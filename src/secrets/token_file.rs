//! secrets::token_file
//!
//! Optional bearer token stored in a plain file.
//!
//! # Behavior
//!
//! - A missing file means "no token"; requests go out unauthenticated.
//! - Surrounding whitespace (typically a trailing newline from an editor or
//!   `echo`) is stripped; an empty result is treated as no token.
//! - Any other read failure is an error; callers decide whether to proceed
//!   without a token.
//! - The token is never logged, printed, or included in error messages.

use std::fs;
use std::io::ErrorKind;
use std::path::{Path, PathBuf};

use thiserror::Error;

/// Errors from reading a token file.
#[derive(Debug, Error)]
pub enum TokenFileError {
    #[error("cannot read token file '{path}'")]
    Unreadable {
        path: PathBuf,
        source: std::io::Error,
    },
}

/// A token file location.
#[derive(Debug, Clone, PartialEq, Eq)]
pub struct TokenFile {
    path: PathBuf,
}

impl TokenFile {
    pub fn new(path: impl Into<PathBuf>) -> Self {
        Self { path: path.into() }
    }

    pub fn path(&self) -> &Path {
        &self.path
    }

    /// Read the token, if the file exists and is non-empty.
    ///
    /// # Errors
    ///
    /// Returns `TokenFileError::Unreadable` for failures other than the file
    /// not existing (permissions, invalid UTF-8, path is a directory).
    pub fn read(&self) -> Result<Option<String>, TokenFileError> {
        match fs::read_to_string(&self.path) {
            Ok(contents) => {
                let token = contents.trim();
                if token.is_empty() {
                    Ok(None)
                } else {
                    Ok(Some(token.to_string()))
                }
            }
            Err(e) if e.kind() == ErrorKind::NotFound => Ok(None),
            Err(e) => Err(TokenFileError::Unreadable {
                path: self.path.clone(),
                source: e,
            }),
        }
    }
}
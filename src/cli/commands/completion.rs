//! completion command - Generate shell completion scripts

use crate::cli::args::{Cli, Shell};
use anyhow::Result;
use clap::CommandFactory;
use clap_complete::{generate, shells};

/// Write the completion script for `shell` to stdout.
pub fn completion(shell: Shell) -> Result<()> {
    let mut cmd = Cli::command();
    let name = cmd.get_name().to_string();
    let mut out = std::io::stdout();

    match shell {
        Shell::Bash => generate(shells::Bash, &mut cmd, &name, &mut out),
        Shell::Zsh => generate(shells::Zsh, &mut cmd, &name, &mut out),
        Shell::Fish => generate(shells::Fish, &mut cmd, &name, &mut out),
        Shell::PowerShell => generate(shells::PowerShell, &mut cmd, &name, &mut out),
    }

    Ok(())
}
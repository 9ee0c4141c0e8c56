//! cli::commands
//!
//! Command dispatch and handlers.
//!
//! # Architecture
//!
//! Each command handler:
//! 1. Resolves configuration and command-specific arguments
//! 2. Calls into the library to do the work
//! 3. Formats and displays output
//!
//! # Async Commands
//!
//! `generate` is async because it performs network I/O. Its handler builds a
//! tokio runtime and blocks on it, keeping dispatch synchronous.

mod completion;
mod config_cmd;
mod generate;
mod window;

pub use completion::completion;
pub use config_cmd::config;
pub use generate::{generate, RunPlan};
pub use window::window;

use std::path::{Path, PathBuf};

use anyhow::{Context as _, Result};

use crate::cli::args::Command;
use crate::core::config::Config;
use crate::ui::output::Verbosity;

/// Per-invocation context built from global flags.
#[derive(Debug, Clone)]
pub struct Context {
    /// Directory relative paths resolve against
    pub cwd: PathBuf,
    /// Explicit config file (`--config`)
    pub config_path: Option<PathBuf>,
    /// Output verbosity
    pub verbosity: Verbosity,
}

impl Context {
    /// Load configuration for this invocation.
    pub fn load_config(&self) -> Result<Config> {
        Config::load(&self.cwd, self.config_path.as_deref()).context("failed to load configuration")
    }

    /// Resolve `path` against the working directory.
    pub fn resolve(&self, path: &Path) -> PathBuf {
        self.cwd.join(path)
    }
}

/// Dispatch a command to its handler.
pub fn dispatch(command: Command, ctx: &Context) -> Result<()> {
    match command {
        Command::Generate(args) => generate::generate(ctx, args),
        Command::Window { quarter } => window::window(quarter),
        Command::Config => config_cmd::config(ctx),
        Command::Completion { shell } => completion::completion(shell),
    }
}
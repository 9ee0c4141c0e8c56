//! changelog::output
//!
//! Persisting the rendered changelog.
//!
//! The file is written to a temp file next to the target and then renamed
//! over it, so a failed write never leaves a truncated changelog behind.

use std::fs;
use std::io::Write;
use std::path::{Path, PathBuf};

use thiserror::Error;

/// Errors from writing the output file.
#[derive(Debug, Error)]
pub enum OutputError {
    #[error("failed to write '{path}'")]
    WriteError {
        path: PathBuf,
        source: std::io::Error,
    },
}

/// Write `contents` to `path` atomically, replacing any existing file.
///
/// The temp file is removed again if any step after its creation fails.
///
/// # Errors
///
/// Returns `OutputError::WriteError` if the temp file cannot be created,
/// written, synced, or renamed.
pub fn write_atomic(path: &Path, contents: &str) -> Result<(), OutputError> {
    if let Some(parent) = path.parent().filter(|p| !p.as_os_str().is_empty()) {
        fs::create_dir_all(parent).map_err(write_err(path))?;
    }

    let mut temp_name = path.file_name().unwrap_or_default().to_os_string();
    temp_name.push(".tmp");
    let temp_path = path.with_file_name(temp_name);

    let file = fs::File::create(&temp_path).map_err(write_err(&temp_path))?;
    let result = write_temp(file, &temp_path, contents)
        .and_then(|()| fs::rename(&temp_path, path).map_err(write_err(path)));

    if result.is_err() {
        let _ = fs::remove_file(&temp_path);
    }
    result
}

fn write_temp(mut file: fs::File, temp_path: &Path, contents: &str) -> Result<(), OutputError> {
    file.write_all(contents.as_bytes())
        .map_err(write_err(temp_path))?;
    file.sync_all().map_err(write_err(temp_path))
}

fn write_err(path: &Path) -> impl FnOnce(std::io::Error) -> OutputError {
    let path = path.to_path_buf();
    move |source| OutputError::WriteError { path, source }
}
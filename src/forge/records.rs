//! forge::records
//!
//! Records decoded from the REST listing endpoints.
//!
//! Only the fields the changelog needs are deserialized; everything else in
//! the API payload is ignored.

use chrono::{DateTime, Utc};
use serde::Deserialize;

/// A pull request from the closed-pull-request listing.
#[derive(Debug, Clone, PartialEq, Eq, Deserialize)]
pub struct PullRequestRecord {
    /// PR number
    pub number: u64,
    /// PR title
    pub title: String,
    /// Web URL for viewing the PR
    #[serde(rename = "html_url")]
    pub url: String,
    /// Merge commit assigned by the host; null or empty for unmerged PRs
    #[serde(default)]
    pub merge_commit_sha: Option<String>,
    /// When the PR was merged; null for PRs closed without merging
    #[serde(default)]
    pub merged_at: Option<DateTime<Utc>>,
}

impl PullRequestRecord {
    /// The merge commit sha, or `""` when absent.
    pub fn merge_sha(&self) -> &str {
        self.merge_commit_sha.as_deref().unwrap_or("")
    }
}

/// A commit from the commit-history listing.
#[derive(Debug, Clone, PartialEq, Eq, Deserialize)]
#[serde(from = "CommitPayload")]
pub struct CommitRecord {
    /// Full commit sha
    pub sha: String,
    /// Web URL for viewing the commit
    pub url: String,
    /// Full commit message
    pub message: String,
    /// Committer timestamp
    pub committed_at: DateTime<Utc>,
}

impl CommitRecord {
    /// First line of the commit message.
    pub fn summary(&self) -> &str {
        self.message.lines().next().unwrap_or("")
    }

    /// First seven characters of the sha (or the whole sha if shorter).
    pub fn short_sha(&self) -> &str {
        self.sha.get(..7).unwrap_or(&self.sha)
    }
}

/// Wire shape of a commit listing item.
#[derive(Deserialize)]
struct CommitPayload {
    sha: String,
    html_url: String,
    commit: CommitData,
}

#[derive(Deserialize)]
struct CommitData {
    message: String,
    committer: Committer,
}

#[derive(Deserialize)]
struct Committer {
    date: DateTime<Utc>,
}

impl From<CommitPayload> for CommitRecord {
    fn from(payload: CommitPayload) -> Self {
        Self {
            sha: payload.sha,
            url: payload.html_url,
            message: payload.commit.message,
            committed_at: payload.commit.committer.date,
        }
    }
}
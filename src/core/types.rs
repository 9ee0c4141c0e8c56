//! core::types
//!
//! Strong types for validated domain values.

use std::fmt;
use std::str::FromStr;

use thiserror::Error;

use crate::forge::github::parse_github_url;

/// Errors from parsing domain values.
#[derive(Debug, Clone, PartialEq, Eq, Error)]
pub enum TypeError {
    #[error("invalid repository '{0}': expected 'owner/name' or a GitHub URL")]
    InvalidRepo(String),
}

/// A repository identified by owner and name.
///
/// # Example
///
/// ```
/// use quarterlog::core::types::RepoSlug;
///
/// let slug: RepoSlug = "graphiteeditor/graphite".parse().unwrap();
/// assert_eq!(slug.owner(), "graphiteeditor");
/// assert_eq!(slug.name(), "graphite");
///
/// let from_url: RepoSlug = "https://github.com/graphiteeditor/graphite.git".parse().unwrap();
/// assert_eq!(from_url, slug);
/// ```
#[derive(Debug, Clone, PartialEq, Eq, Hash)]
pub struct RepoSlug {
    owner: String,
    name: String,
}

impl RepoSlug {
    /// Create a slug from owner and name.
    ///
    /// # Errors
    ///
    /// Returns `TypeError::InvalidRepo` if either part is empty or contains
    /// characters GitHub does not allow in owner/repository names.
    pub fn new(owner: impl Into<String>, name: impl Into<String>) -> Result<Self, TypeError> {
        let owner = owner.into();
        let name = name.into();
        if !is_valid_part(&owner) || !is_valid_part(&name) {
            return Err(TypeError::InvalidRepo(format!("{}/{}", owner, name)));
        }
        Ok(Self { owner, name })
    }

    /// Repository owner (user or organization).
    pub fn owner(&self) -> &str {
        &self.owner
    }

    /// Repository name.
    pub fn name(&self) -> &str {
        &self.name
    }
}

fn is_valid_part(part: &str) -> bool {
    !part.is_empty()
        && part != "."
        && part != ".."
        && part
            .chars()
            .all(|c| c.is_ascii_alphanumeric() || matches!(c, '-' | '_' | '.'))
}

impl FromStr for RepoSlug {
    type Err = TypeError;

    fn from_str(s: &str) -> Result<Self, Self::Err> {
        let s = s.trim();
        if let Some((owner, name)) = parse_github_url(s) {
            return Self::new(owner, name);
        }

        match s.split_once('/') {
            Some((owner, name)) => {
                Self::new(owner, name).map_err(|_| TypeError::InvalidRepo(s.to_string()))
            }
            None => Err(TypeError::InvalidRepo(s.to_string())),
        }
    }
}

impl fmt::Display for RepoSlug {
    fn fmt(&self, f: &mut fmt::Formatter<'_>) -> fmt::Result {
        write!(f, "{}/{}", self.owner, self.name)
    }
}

___

| Your assignment |
Starting with the line above that holds "keeping dispatch synchronous." and stopping with the line that holds "pub fn resolve(&self, path: &Path)", reproduce each line exactly, omitting all other lines.

| Exercise answer |
//! tokio runtime and blocks on it, keeping dispatch synchronous.

mod completion;
mod config_cmd;
mod generate;
mod window;

pub use completion::completion;
pub use config_cmd::config;
pub use generate::{generate, RunPlan};
pub use window::window;

use std::path::{Path, PathBuf};

use anyhow::{Context as _, Result};

use crate::cli::args::Command;
use crate::core::config::Config;
use crate::ui::output::Verbosity;

/// Per-invocation context built from global flags.
#[derive(Debug, Clone)]
pub struct Context {
    /// Directory relative paths resolve against
    pub cwd: PathBuf,
    /// Explicit config file (`--config`)
    pub config_path: Option<PathBuf>,
    /// Output verbosity
    pub verbosity: Verbosity,
}

impl Context {
    /// Load configuration for this invocation.
    pub fn load_config(&self) -> Result<Config> {
        Config::load(&self.cwd, self.config_path.as_deref()).context("failed to load configuration")
    }

    /// Resolve `path` against the working directory.
    pub fn resolve(&self, path: &Path) -> PathBuf {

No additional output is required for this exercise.